** Opening Records provided block **

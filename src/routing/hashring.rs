//! Consistent hashing ring with replica entries.
//!
//! Each shard is represented by multiple positions on the ring so keys
//! spread evenly across shards, and adding or removing one shard only
//! remaps the keys adjacent to its positions.

use crate::error::RoutingError;
use crate::types::ShardId;
use std::collections::BTreeMap;
use std::hash::Hasher;
use twox_hash::XxHash64;

/// A consistent hash ring mapping keys to shard ids.
///
/// The ring holds only hashes and shard ids; binding shard ids to live
/// store handles is the [`ShardRegistry`]'s job.
///
/// [`ShardRegistry`]: crate::routing::ShardRegistry
#[derive(Debug, Clone)]
pub struct HashRing {
    /// Ring positions mapped to their owning shard, ordered by hash.
    entries: BTreeMap<u64, ShardId>,

    /// Number of ring positions per shard.
    replicas: usize,

    /// Shards currently on the ring.
    shards: Vec<ShardId>,
}

impl HashRing {
    /// Create an empty ring with the given replica count per shard.
    pub fn new(replicas: usize) -> Self {
        Self {
            entries: BTreeMap::new(),
            replicas: replicas.max(1),
            shards: Vec::new(),
        }
    }

    /// Number of ring positions per shard.
    pub fn replicas(&self) -> usize {
        self.replicas
    }

    /// Number of shards on the ring.
    pub fn shard_count(&self) -> usize {
        self.shards.len()
    }

    /// Number of positions on the ring.
    pub fn entry_count(&self) -> usize {
        self.entries.len()
    }

    /// All shards on the ring.
    pub fn shards(&self) -> &[ShardId] {
        &self.shards
    }

    /// Check whether a shard is on the ring.
    pub fn contains_shard(&self, shard_id: &str) -> bool {
        self.shards.iter().any(|s| s == shard_id)
    }

    /// Add a shard to the ring, inserting one position per replica.
    ///
    /// Idempotent: re-adding a known shard id inserts nothing, so ring
    /// size never grows with repeated registration.
    pub fn add_shard(&mut self, shard_id: impl Into<ShardId>) {
        let shard_id = shard_id.into();
        if self.contains_shard(&shard_id) {
            return;
        }

        for i in 0..self.replicas {
            let hash = Self::hash_bytes(Self::replica_key(&shard_id, i).as_bytes());
            self.entries.insert(hash, shard_id.clone());
        }
        self.shards.push(shard_id);
        self.shards.sort();
    }

    /// Remove a shard and all of its ring positions.
    ///
    /// Keys previously owned by this shard route to their successors on
    /// the next lookup; nothing else remaps.
    pub fn remove_shard(&mut self, shard_id: &str) {
        if !self.contains_shard(shard_id) {
            return;
        }

        for i in 0..self.replicas {
            let hash = Self::hash_bytes(Self::replica_key(shard_id, i).as_bytes());
            self.entries.remove(&hash);
        }
        self.shards.retain(|s| s != shard_id);
    }

    /// Route a key to its owning shard.
    ///
    /// Hashes the key and walks clockwise to the first ring position at
    /// or past that hash, wrapping to the lowest position when the key
    /// hashes beyond the highest one. Deterministic for a fixed topology.
    pub fn route(&self, key: &str) -> Result<ShardId, RoutingError> {
        let hash = Self::hash_bytes(key.as_bytes());
        self.entries
            .range(hash..)
            .next()
            .or_else(|| self.entries.iter().next())
            .map(|(_, shard_id)| shard_id.clone())
            .ok_or(RoutingError::EmptyRing)
    }

    /// Route a large synthetic key sample and count keys per shard.
    ///
    /// Useful for verifying balance and remap behavior in tests and
    /// operational tooling.
    pub fn distribution(&self, sample_size: usize) -> std::collections::HashMap<ShardId, usize> {
        let mut distribution = std::collections::HashMap::new();
        for i in 0..sample_size {
            let key = format!("sample-key-{i}");
            if let Ok(shard) = self.route(&key) {
                *distribution.entry(shard).or_insert(0) += 1;
            }
        }
        distribution
    }

    /// Replica position key: shard id suffixed with the replica index.
    fn replica_key(shard_id: &str, index: usize) -> String {
        format!("{shard_id}-{index}")
    }

    /// Hash bytes with XxHash64, seed 0. Unseeded and deterministic so
    /// routing is reproducible across restarts.
    fn hash_bytes(bytes: &[u8]) -> u64 {
        let mut hasher = XxHash64::with_seed(0);
        hasher.write(bytes);
        hasher.finish()
    }
}
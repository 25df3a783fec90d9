//! Backing-store collaborator contract.
//!
//! The engine treats each shard as an opaque service offering
//! at-least-once `increment` and `get`. Real deployments back this with
//! a networked store; [`MemoryStore`] is the in-process reference
//! implementation.

pub mod memory;

pub use memory::MemoryStore;

use crate::error::StoreError;
use async_trait::async_trait;

/// One backing-store shard holding authoritative accumulated counts.
///
/// Implementations must tolerate at-least-once delivery: the flush
/// pipeline re-sends a value when an increment fails or times out, and
/// no idempotency is assumed.
#[async_trait]
pub trait CounterStore: Send + Sync + std::fmt::Debug {
    /// Add `delta` to the accumulated count for `key`, creating it at
    /// zero if absent.
    async fn increment(&self, key: &str, delta: u64) -> Result<(), StoreError>;

    /// Fetch the accumulated count for `key`, or `None` if the store has
    /// never seen it.
    async fn get(&self, key: &str) -> Result<Option<u64>, StoreError>;
}
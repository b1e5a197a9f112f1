//! # Tether Sync
//!
//! Keeps a local record store consistent with a JSON:API server.
//!
//! Two [`Source`]s do the work: a [`MemorySource`] holding normalized records
//! and a [`JsonApiSource`] talking to the server. A [`Coordinator`] wires
//! them together with [`Strategy`] rules (forward local queries and updates
//! to the remote, merge remote results back), and the [`Store`] façade reads
//! and writes through the memory source.
//!
//! ```no_run
//! use std::sync::Arc;
//! use tether_engine::{FieldType, KeyMap, ModelDescription, Schema};
//! use tether_sync::{
//!     Coordinator, JsonApiSource, MemorySource, RecordSelector, RemoteConfig, Source, Store,
//!     Strategy,
//! };
//!
//! # async fn run() -> tether_sync::Result<()> {
//! let schema = Arc::new(
//!     Schema::derive([(
//!         "planet",
//!         ModelDescription::new()
//!             .key("remoteId")
//!             .attr("name", FieldType::String),
//!     )])
//!     .map_err(tether_engine::Error::from)?,
//! );
//! let keymap = Arc::new(KeyMap::new());
//!
//! let memory = MemorySource::new_shared("memory", schema.clone(), keymap.clone());
//! let remote = Arc::new(JsonApiSource::new(
//!     "remote",
//!     &RemoteConfig::new("https://api.example.com"),
//!     schema,
//!     keymap,
//! )?);
//!
//! let coordinator = Coordinator::new([memory.clone() as Arc<dyn Source>, remote]);
//! coordinator.add_strategies(Strategy::remote_backed("memory", "remote"))?;
//! coordinator.activate()?;
//!
//! let store = Store::new(memory);
//! let jupiter = store
//!     .find_record(RecordSelector::by_key("planet", "remoteId", "12345"))
//!     .await?;
//! # Ok(())
//! # }
//! ```

pub mod config;
pub mod coordinator;
pub mod error;
pub mod events;
pub mod memory;
pub mod remote;
pub mod source;
pub mod store;
pub mod strategy;

pub use config::{Config, ConfigError, RemoteConfig};
pub use coordinator::Coordinator;
pub use error::{Error, Result};
pub use events::{BackgroundError, EventKind, Listener, Notifier, SourceEvent, Subscription};
pub use memory::MemorySource;
pub use remote::{JsonApiSource, JSONAPI_MEDIA_TYPE};
pub use source::Source;
pub use store::{RecordSelector, RecordView, Store};
pub use strategy::{Action, Strategy};
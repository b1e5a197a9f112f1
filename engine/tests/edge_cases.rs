//! Edge case tests for tether-engine
//!
//! These tests cover boundary conditions and unusual inputs.

use serde_json::json;
use std::sync::Arc;
use tether_engine::{
    FieldType, KeyMap, ModelDescription, Normalizer, Operation, QueryExpr, Record, RecordCache,
    RecordIdentity, ResourceDocument, Schema, Serializer,
};

fn create_test_schema() -> Arc<Schema> {
    Arc::new(
        Schema::derive([
            (
                "item",
                ModelDescription::new()
                    .key("remoteId")
                    .attr("name", FieldType::String)
                    .attr("count", FieldType::Int)
                    .attr("data", FieldType::Json)
                    .has_many("parts", "part"),
            ),
            (
                "part",
                ModelDescription::new()
                    .key("remoteId")
                    .has_one("item", "item"),
            ),
        ])
        .unwrap(),
    )
}

// ============================================================================
// String Edge Cases
// ============================================================================

#[test]
fn empty_string_fields() {
    let mut cache = RecordCache::new(create_test_schema());

    cache
        .upsert(Record::new("item", "item1").with_attribute("name", json!("")))
        .unwrap();

    let record = cache.get(&RecordIdentity::new("item", "item1")).unwrap();
    assert_eq!(record.attributes["name"], "");
}

#[test]
fn unicode_remote_ids() {
    let schema = create_test_schema();
    let keymap = KeyMap::new();
    let normalizer = Normalizer::new(&schema, &keymap);

    let remote_ids = ["日本語", "Привет", "🎉🚀", "with space", "slash/inside"];
    for remote_id in remote_ids {
        let document: ResourceDocument =
            serde_json::from_value(json!({"data": {"type": "item", "id": remote_id}})).unwrap();
        let batch = normalizer.document(&document).unwrap().batch;

        assert_eq!(batch.records[0].key("remoteId"), Some(remote_id));
        assert_eq!(
            keymap.internal_id("item", remote_id),
            Some(batch.records[0].id.clone())
        );
    }
    assert_eq!(keymap.len(), remote_ids.len());
}

// ============================================================================
// Numeric Edge Cases
// ============================================================================

#[test]
fn integer_boundaries() {
    let mut cache = RecordCache::new(create_test_schema());

    for (i, value) in [i64::MIN, i64::MAX, 0, -1, 1].iter().enumerate() {
        let id = format!("item_{i}");
        cache
            .upsert(Record::new("item", id.clone()).with_attribute("count", json!(value)))
            .unwrap();

        let record = cache.get(&RecordIdentity::new("item", id)).unwrap();
        assert_eq!(record.attributes["count"], *value);
    }
}

#[test]
fn u64_accepted_as_int() {
    let mut cache = RecordCache::new(create_test_schema());
    let result =
        cache.upsert(Record::new("item", "big").with_attribute("count", json!(u64::MAX)));
    assert!(result.is_ok());
}

// ============================================================================
// JSON Edge Cases
// ============================================================================

#[test]
fn deeply_nested_json_attribute() {
    let mut cache = RecordCache::new(create_test_schema());

    let mut nested = json!({"value": "leaf"});
    for _ in 0..50 {
        nested = json!({"nested": nested});
    }

    let result = cache.upsert(Record::new("item", "item1").with_attribute("data", nested));
    assert!(result.is_ok());
}

#[test]
fn null_attribute_overwrites() {
    let mut cache = RecordCache::new(create_test_schema());
    let identity = RecordIdentity::new("item", "item1");

    cache
        .upsert(Record::new("item", "item1").with_attribute("name", json!("x")))
        .unwrap();
    cache
        .apply(&Operation::replace_attribute(identity.clone(), "name", json!(null)))
        .unwrap();

    assert_eq!(
        cache.get(&identity).unwrap().attributes["name"],
        serde_json::Value::Null
    );
}

// ============================================================================
// Document Edge Cases
// ============================================================================

#[test]
fn empty_collection_document() {
    let schema = create_test_schema();
    let keymap = KeyMap::new();
    let document = ResourceDocument::from_slice(br#"{"data": []}"#).unwrap();

    let batch = Normalizer::new(&schema, &keymap).document(&document).unwrap().batch;
    assert!(batch.is_empty());
    assert!(batch.primary.is_empty());
}

#[test]
fn resource_repeated_in_data_and_included() {
    let schema = create_test_schema();
    let keymap = KeyMap::new();
    let document: ResourceDocument = serde_json::from_value(json!({
        "data": {"type": "item", "id": "1", "attributes": {"name": "one"}},
        "included": [
            {"type": "item", "id": "1", "attributes": {"count": 1}}
        ]
    }))
    .unwrap();

    let batch = Normalizer::new(&schema, &keymap).document(&document).unwrap().batch;
    assert_eq!(batch.len(), 1);
    assert_eq!(batch.records[0].attributes["name"], "one");
    assert_eq!(batch.records[0].attributes["count"], 1);
}

#[test]
fn self_referencing_cycle_normalizes() {
    let schema = create_test_schema();
    let keymap = KeyMap::new();
    let document: ResourceDocument = serde_json::from_value(json!({
        "data": {
            "type": "item", "id": "1",
            "relationships": {"parts": {"data": [{"type": "part", "id": "a"}]}}
        },
        "included": [{
            "type": "part", "id": "a",
            "relationships": {"item": {"data": {"type": "item", "id": "1"}}}
        }]
    }))
    .unwrap();

    let batch = Normalizer::new(&schema, &keymap).document(&document).unwrap().batch;
    let mut cache = RecordCache::new(schema.clone());
    cache
        .upsert_all(batch.records.iter().map(|r| (**r).clone()))
        .unwrap();

    let item = &batch.primary[0];
    let parts = cache
        .query(&QueryExpr::find_related_records(item.clone(), "parts"))
        .unwrap();
    let back = cache
        .query(&QueryExpr::find_related_record(parts.primary[0].clone(), "item"))
        .unwrap();
    assert_eq!(&back.primary[0], item);
}

#[test]
fn wrong_cardinality_on_wire_is_rejected() {
    let schema = create_test_schema();
    let keymap = KeyMap::new();
    let document: ResourceDocument = serde_json::from_value(json!({
        "data": {
            "type": "part", "id": "a",
            "relationships": {"item": {"data": [{"type": "item", "id": "1"}]}}
        }
    }))
    .unwrap();

    assert!(Normalizer::new(&schema, &keymap).document(&document).is_err());
}

#[test]
fn normalize_then_serialize_keeps_remote_ids() {
    let schema = create_test_schema();
    let keymap = KeyMap::new();
    let wire = json!({
        "type": "item",
        "id": "42",
        "attributes": {"name": "answer"},
        "relationships": {"parts": {"data": [{"type": "part", "id": "p"}]}}
    });
    let document: ResourceDocument = serde_json::from_value(json!({"data": wire})).unwrap();

    let batch = Normalizer::new(&schema, &keymap).document(&document).unwrap().batch;
    let resource = Serializer::new(&schema, &keymap)
        .record(&batch.records[0])
        .unwrap();

    assert_eq!(serde_json::to_value(&resource).unwrap(), wire);
}
//! Unified error handling for the sync layer.

use crate::config::ConfigError;

/// Sync layer error type.
///
/// Cloneable so that errors raised by background listeners can be fanned out
/// on a broadcast channel; foreign causes are kept as messages.
#[derive(Debug, Clone, thiserror::Error)]
pub enum Error {
    #[error("Engine error: {0}")]
    Engine(#[from] tether_engine::Error),

    #[error(
        "Remote error{}: {message}",
        status.map(|s| format!(" (status {s})")).unwrap_or_default()
    )]
    Remote {
        /// HTTP status, absent for transport failures
        status: Option<u16>,
        message: String,
    },

    #[error("Decode error: {0}")]
    Decode(String),

    #[error("Configuration error: {0}")]
    Config(#[from] ConfigError),

    #[error("Unknown source: {0}")]
    UnknownSource(String),

    #[error("Invalid strategy: {0}")]
    InvalidStrategy(String),

    #[error("Coordinator is already active")]
    AlreadyActive,

    #[error("Unsupported: {0}")]
    Unsupported(String),
}

impl Error {
    /// True for failures that came back from (or while talking to) the
    /// remote server. Decode failures count as remote failures.
    pub fn is_remote(&self) -> bool {
        matches!(self, Error::Remote { .. } | Error::Decode(_))
    }

    /// Lift an engine error raised while interpreting a response body.
    pub(crate) fn decode(err: tether_engine::Error) -> Self {
        match err {
            tether_engine::Error::Decode(message) => Error::Decode(message),
            other => Error::Decode(other.to_string()),
        }
    }
}

impl From<reqwest::Error> for Error {
    fn from(err: reqwest::Error) -> Self {
        if err.is_decode() {
            return Error::Decode(err.to_string());
        }
        Error::Remote {
            status: err.status().map(|s| s.as_u16()),
            message: err.to_string(),
        }
    }
}

/// Result type alias for the sync layer.
pub type Result<T> = std::result::Result<T, Error>;

#[cfg(test)]
mod tests {
    use super::*;
    use tether_engine::RecordIdentity;

    #[test]
    fn remote_and_decode_are_remote() {
        let remote = Error::Remote {
            status: Some(500),
            message: "boom".into(),
        };
        assert!(remote.is_remote());
        assert!(Error::Decode("bad json".into()).is_remote());
        assert!(!Error::AlreadyActive.is_remote());
        assert!(!Error::Engine(tether_engine::Error::UnknownType("x".into())).is_remote());
    }

    #[test]
    fn remote_display_includes_status() {
        let err = Error::Remote {
            status: Some(503),
            message: "unavailable".into(),
        };
        assert_eq!(err.to_string(), "Remote error (status 503): unavailable");

        let err = Error::Remote {
            status: None,
            message: "connection refused".into(),
        };
        assert_eq!(err.to_string(), "Remote error: connection refused");
    }

    #[test]
    fn engine_errors_lift_to_decode() {
        let err = Error::decode(tether_engine::Error::Decode("eof".into()));
        assert!(matches!(err, Error::Decode(ref m) if m == "eof"));

        let err = Error::decode(tether_engine::Error::RecordNotFound(RecordIdentity::new(
            "planet", "1",
        )));
        assert!(matches!(err, Error::Decode(_)));
    }
}
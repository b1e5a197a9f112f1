//! Operation types for expressing changes.
//!
//! Changes are expressed as operations, not direct mutations. Every source
//! understands the same operations, which lets a listener replay an update
//! against another source.

use crate::{FieldName, Record, RecordIdentity};
use serde::{Deserialize, Serialize};

/// An operation that can be applied to a source.
#[derive(Debug, Clone, PartialEq, Serialize, Deserialize)]
#[serde(tag = "op", rename_all = "camelCase")]
pub enum Operation {
    /// Create a record (or merge into one that already exists).
    AddRecord { record: Record },
    /// Merge a partial record into an existing one.
    UpdateRecord { record: Record },
    /// Remove a record.
    RemoveRecord { record: RecordIdentity },
    /// Replace a single attribute value.
    ReplaceAttribute {
        record: RecordIdentity,
        attribute: FieldName,
        value: serde_json::Value,
    },
    /// Replace a to-one relationship.
    ReplaceRelatedRecord {
        record: RecordIdentity,
        relationship: FieldName,
        related: Option<RecordIdentity>,
    },
    /// Replace a to-many relationship.
    ReplaceRelatedRecords {
        record: RecordIdentity,
        relationship: FieldName,
        related: Vec<RecordIdentity>,
    },
    /// Add members to a to-many relationship.
    AddToRelatedRecords {
        record: RecordIdentity,
        relationship: FieldName,
        related: Vec<RecordIdentity>,
    },
    /// Remove members from a to-many relationship.
    RemoveFromRelatedRecords {
        record: RecordIdentity,
        relationship: FieldName,
        related: Vec<RecordIdentity>,
    },
}

impl Operation {
    pub fn add_record(record: Record) -> Self {
        Operation::AddRecord { record }
    }

    pub fn update_record(record: Record) -> Self {
        Operation::UpdateRecord { record }
    }

    pub fn remove_record(record: RecordIdentity) -> Self {
        Operation::RemoveRecord { record }
    }

    pub fn replace_attribute(
        record: RecordIdentity,
        attribute: impl Into<FieldName>,
        value: serde_json::Value,
    ) -> Self {
        Operation::ReplaceAttribute {
            record,
            attribute: attribute.into(),
            value,
        }
    }

    pub fn replace_related_record(
        record: RecordIdentity,
        relationship: impl Into<FieldName>,
        related: Option<RecordIdentity>,
    ) -> Self {
        Operation::ReplaceRelatedRecord {
            record,
            relationship: relationship.into(),
            related,
        }
    }

    pub fn replace_related_records(
        record: RecordIdentity,
        relationship: impl Into<FieldName>,
        related: Vec<RecordIdentity>,
    ) -> Self {
        Operation::ReplaceRelatedRecords {
            record,
            relationship: relationship.into(),
            related,
        }
    }

    pub fn add_to_related_records(
        record: RecordIdentity,
        relationship: impl Into<FieldName>,
        related: Vec<RecordIdentity>,
    ) -> Self {
        Operation::AddToRelatedRecords {
            record,
            relationship: relationship.into(),
            related,
        }
    }

    pub fn remove_from_related_records(
        record: RecordIdentity,
        relationship: impl Into<FieldName>,
        related: Vec<RecordIdentity>,
    ) -> Self {
        Operation::RemoveFromRelatedRecords {
            record,
            relationship: relationship.into(),
            related,
        }
    }

    /// Get the identity of the record this operation targets.
    pub fn record(&self) -> RecordIdentity {
        match self {
            Operation::AddRecord { record } | Operation::UpdateRecord { record } => {
                record.identity()
            }
            Operation::RemoveRecord { record }
            | Operation::ReplaceAttribute { record, .. }
            | Operation::ReplaceRelatedRecord { record, .. }
            | Operation::ReplaceRelatedRecords { record, .. }
            | Operation::AddToRelatedRecords { record, .. }
            | Operation::RemoveFromRelatedRecords { record, .. } => record.clone(),
        }
    }

    /// The relationship an operation targets, for relationship operations.
    pub fn relationship(&self) -> Option<&str> {
        match self {
            Operation::ReplaceRelatedRecord { relationship, .. }
            | Operation::ReplaceRelatedRecords { relationship, .. }
            | Operation::AddToRelatedRecords { relationship, .. }
            | Operation::RemoveFromRelatedRecords { relationship, .. } => Some(relationship),
            _ => None,
        }
    }

    /// Operation name as used in logs.
    pub fn name(&self) -> &'static str {
        match self {
            Operation::AddRecord { .. } => "addRecord",
            Operation::UpdateRecord { .. } => "updateRecord",
            Operation::RemoveRecord { .. } => "removeRecord",
            Operation::ReplaceAttribute { .. } => "replaceAttribute",
            Operation::ReplaceRelatedRecord { .. } => "replaceRelatedRecord",
            Operation::ReplaceRelatedRecords { .. } => "replaceRelatedRecords",
            Operation::AddToRelatedRecords { .. } => "addToRelatedRecords",
            Operation::RemoveFromRelatedRecords { .. } => "removeFromRelatedRecords",
        }
    }
}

** Closing Records provided block **

--- What you need to do ---
Please find each line in the records above that holds the word "collections", and copy it.

--- Response area ---
use std::collections::BTreeMap;
    pub fn distribution(&self, sample_size: usize) -> std::collections::HashMap<ShardId, usize> {
        let mut distribution = std::collections::HashMap::new();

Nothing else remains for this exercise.